The distinction between Spalding Gray and Mary-Ellis Bunim (who created The Real World) is also beautifully teased out in four short pages.  It is hard to pick out a passage from it (the essay is essentially perfect) but perhaps the main point about what drives reality television should be noted:

"The twentysomethings cast on The Real World were not complex subjects meant to be uncovered and examined; they were supposed to be archetypes of youth culture, and they were supposed to make the melodramatic choices (and exhibit the melodramatic behavior) that would drive a serial TV program.  They were supposed to be hyperreal versions of who they already were.  What they did, ultimately, was unknowingly embody the same aesthetic Spalding Gray invented when he first became a monologist.  'I became a kind of inverted Method Actor,' Gray wrote.  'I was using myself to play myself.  [It was] a kind of creative narcissism.'" (212)

Truthfully, "Part One" is hit-or-miss.  True, all of the essays are "good" but whether or not you enjoy it may depend on whether you find that particular subject "interesting." "Part Two," then, has a more global focus, and I just realized that I hadn't watched Lost when I read this book in 2007, so that was one thing that was new to me.  But more of what comes across is the "lost era" that was 2004-2007 and how Klosterman did not really make it his business to predict what would happen very soon.  

The topics of "Part Two" include Barry Bonds (not Alex Rodriguez), nemeses/arch-enemies, "advancement," the Olympics, clothes, anti-American sentiment, "guilty pleasures," mainstream/obscure culture, staying with one person for your whole life, artists that are neither overrated nor underrated but "rated," pirates, robots, stem-cell research, and a couple other things (I don't want to write a table of contents posing as a review, but that is kind of what this is turning into).  Most of these essays were written for Esquire.  Most of them are pretty good, but they are really more musings than anything else.  These also contain the funniest parts in the entire book.  

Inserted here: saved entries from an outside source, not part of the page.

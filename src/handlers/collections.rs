// src/handlers/collections.rs

use axum::{
    extract::{Path, Query, State},
    http::StatusCode,
    response::IntoResponse,
    Json,
};
use uuid::Uuid;
use validator::Validate;

use crate::{
    common::error::{ApiError, AppError},
    config::AppState,
    middleware::{
        auth::AuthenticatedUser,
        i18n::Locale,
        rbac::{PermCollectionsRead, PermCollectionsSettings, PermCollectionsWrite, RequirePermission},
    },
    models::collections::{
        AlertScanResult, CollectionAlert, CollectionSettings, CollectionTask, CollectionTaskDetail,
        CreateCollectionTaskPayload, CreateFollowUpPayload, TaskListQuery, UpdateCollectionSettingsPayload,
    },
};

// ---
// Tarefas
// ---

#[utoipa::path(
    get,
    path = "/api/collections/tasks",
    tag = "Collections",
    params(TaskListQuery),
    responses((status = 200, description = "Tarefas de cobrança", body = Vec<CollectionTask>)),
    security(("api_jwt" = []))
)]
pub async fn list_tasks(
    State(app_state): State<AppState>,
    locale: Locale,
    _guard: RequirePermission<PermCollectionsRead>,
    Query(query): Query<TaskListQuery>,
) -> Result<impl IntoResponse, ApiError> {
    let tasks = app_state
        .collection_service
        .list_tasks(&query)
        .await
        .map_err(|e| e.to_api_error(&locale, &app_state.i18n_store))?;

    Ok(Json(tasks))
}

#[utoipa::path(
    post,
    path = "/api/collections/tasks",
    tag = "Collections",
    request_body = CreateCollectionTaskPayload,
    responses(
        (status = 201, description = "Tarefa criada", body = CollectionTask),
        (status = 404, description = "Cliente, venda ou responsável não encontrado"),
        (status = 409, description = "Venda de outro cliente, tarefa aberta já existente ou responsável inativo")
    ),
    security(("api_jwt" = []))
)]
pub async fn create_task(
    State(app_state): State<AppState>,
    locale: Locale,
    user: AuthenticatedUser,
    _guard: RequirePermission<PermCollectionsWrite>,
    Json(payload): Json<CreateCollectionTaskPayload>,
) -> Result<impl IntoResponse, ApiError> {
    payload
        .validate()
        .map_err(|e| AppError::ValidationError(e).to_api_error(&locale, &app_state.i18n_store))?;

    let task = app_state
        .collection_service
        .create_task(&payload, user.0.id)
        .await
        .map_err(|e| e.to_api_error(&locale, &app_state.i18n_store))?;

    Ok((StatusCode::CREATED, Json(task)))
}

#[utoipa::path(
    get,
    path = "/api/collections/tasks/{id}",
    tag = "Collections",
    params(("id" = Uuid, Path, description = "ID da tarefa")),
    responses(
        (status = 200, description = "Tarefa com contatos", body = CollectionTaskDetail),
        (status = 404, description = "Tarefa não encontrada")
    ),
    security(("api_jwt" = []))
)]
pub async fn get_task(
    State(app_state): State<AppState>,
    locale: Locale,
    _guard: RequirePermission<PermCollectionsRead>,
    Path(id): Path<Uuid>,
) -> Result<impl IntoResponse, ApiError> {
    let task = app_state
        .collection_service
        .get_task(id)
        .await
        .map_err(|e| e.to_api_error(&locale, &app_state.i18n_store))?;

    Ok(Json(task))
}

#[utoipa::path(
    post,
    path = "/api/collections/tasks/{id}/follow-ups",
    tag = "Collections",
    params(("id" = Uuid, Path, description = "ID da tarefa")),
    request_body = CreateFollowUpPayload,
    responses(
        (status = 201, description = "Contato registrado", body = CollectionTaskDetail),
        (status = 409, description = "Tarefa já encerrada ou limite de tentativas atingido")
    ),
    security(("api_jwt" = []))
)]
pub async fn add_follow_up(
    State(app_state): State<AppState>,
    locale: Locale,
    user: AuthenticatedUser,
    _guard: RequirePermission<PermCollectionsWrite>,
    Path(id): Path<Uuid>,
    Json(payload): Json<CreateFollowUpPayload>,
) -> Result<impl IntoResponse, ApiError> {
    payload
        .validate()
        .map_err(|e| AppError::ValidationError(e).to_api_error(&locale, &app_state.i18n_store))?;

    let task = app_state
        .collection_service
        .add_follow_up(id, &payload, user.0.id)
        .await
        .map_err(|e| e.to_api_error(&locale, &app_state.i18n_store))?;

    Ok((StatusCode::CREATED, Json(task)))
}

// ---
// Alertas
// ---

#[utoipa::path(
    get,
    path = "/api/collections/alerts",
    tag = "Collections",
    responses((status = 200, description = "Alertas não dispensados do usuário", body = Vec<CollectionAlert>)),
    security(("api_jwt" = []))
)]
pub async fn list_alerts(
    State(app_state): State<AppState>,
    locale: Locale,
    user: AuthenticatedUser,
    _guard: RequirePermission<PermCollectionsRead>,
) -> Result<impl IntoResponse, ApiError> {
    let alerts = app_state
        .collection_service
        .list_alerts(user.0.id)
        .await
        .map_err(|e| e.to_api_error(&locale, &app_state.i18n_store))?;

    Ok(Json(alerts))
}

#[utoipa::path(
    post,
    path = "/api/collections/alerts/scan",
    tag = "Collections",
    responses((status = 200, description = "Alertas do dia gerados", body = AlertScanResult)),
    security(("api_jwt" = []))
)]
pub async fn scan_alerts(
    State(app_state): State<AppState>,
    locale: Locale,
    _guard: RequirePermission<PermCollectionsWrite>,
) -> Result<impl IntoResponse, ApiError> {
    let result = app_state
        .collection_service
        .scan_alerts()
        .await
        .map_err(|e| e.to_api_error(&locale, &app_state.i18n_store))?;

    Ok(Json(result))
}

#[utoipa::path(
    post,
    path = "/api/collections/alerts/{id}/read",
    tag = "Collections",
    params(("id" = Uuid, Path, description = "ID do alerta")),
    responses(
        (status = 200, description = "Alerta marcado como lido", body = CollectionAlert),
        (status = 404, description = "Alerta não encontrado")
    ),
    security(("api_jwt" = []))
)]
pub async fn mark_alert_read(
    State(app_state): State<AppState>,
    locale: Locale,
    user: AuthenticatedUser,
    _guard: RequirePermission<PermCollectionsRead>,
    Path(id): Path<Uuid>,
) -> Result<impl IntoResponse, ApiError> {
    let alert = app_state
        .collection_service
        .mark_alert_read(id, user.0.id)
        .await
        .map_err(|e| e.to_api_error(&locale, &app_state.i18n_store))?;

    Ok(Json(alert))
}

#[utoipa::path(
    post,
    path = "/api/collections/alerts/{id}/dismiss",
    tag = "Collections",
    params(("id" = Uuid, Path, description = "ID do alerta")),
    responses(
        (status = 200, description = "Alerta dispensado", body = CollectionAlert),
        (status = 404, description = "Alerta não encontrado")
    ),
    security(("api_jwt" = []))
)]
pub async fn dismiss_alert(
    State(app_state): State<AppState>,
    locale: Locale,
    user: AuthenticatedUser,
    _guard: RequirePermission<PermCollectionsRead>,
    Path(id): Path<Uuid>,
) -> Result<impl IntoResponse, ApiError> {
    let alert = app_state
        .collection_service
        .dismiss_alert(id, user.0.id)
        .await
        .map_err(|e| e.to_api_error(&locale, &app_state.i18n_store))?;

    Ok(Json(alert))
}

// ---
// Configurações
// ---

#[utoipa::path(
    get,
    path = "/api/collections/settings",
    tag = "Collections",
    responses((status = 200, description = "Configurações de cobrança", body = CollectionSettings)),
    security(("api_jwt" = []))
)]
pub async fn get_settings(
    State(app_state): State<AppState>,
    locale: Locale,
    _guard: RequirePermission<PermCollectionsRead>,
) -> Result<impl IntoResponse, ApiError> {
    let settings = app_state
        .collection_service
        .get_settings()
        .await
        .map_err(|e| e.to_api_error(&locale, &app_state.i18n_store))?;

    Ok(Json(settings))
}

#[utoipa::path(
    put,
    path = "/api/collections/settings",
    tag = "Collections",
    request_body = UpdateCollectionSettingsPayload,
    responses((status = 200, description = "Configurações atualizadas", body = CollectionSettings)),
    security(("api_jwt" = []))
)]
pub async fn update_settings(
    State(app_state): State<AppState>,
    locale: Locale,
    _guard: RequirePermission<PermCollectionsSettings>,
    Json(payload): Json<UpdateCollectionSettingsPayload>,
) -> Result<impl IntoResponse, ApiError> {
    payload
        .validate()
        .map_err(|e| AppError::ValidationError(e).to_api_error(&locale, &app_state.i18n_store))?;

    let settings = app_state
        .collection_service
        .update_settings(&payload)
        .await
        .map_err(|e| e.to_api_error(&locale, &app_state.i18n_store))?;

    Ok(Json(settings))
}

"4, 8, 15, 16, 23, 42" is a comparison between Lost and Survivor and is fantastic.  However, another personal anecdote is necessary with "I Wanna Get Free."  This essay was written in 2006, so I could not have used it in my colloquium on "Political Rebellion in Literature" at Gallatin (it was delivered in 2005).  However, it is essentially the point I was trying to make in that project.  This would not have any application in reality until the Occupy Movement, but the quotes are prescient:

"Something has occupied my mind as of late, and I can't tell if this thought is reassuring or terrifying: I've been thinking about the possibility of a revolution, or--more accurately--the impossibility of revolution.  I've started wondering what would have to happen before the American populace would try to overthrow its government and how such a coup would play itself out.  My conclusions are that (a) nothing could make this happen, and (b) no one would know what to do if it somehow did.  The country is too large, its social systems are too complex, and its people are too complacent, too reasonable, too confused.  I've decided that the U.S. government is (for lack of a better, preexisting term) 'unoverthrowable.'  And this would probably make a man like Patrick Henry profoundly depressed, were it not for the fact that he's been dead for 207 years." (338) 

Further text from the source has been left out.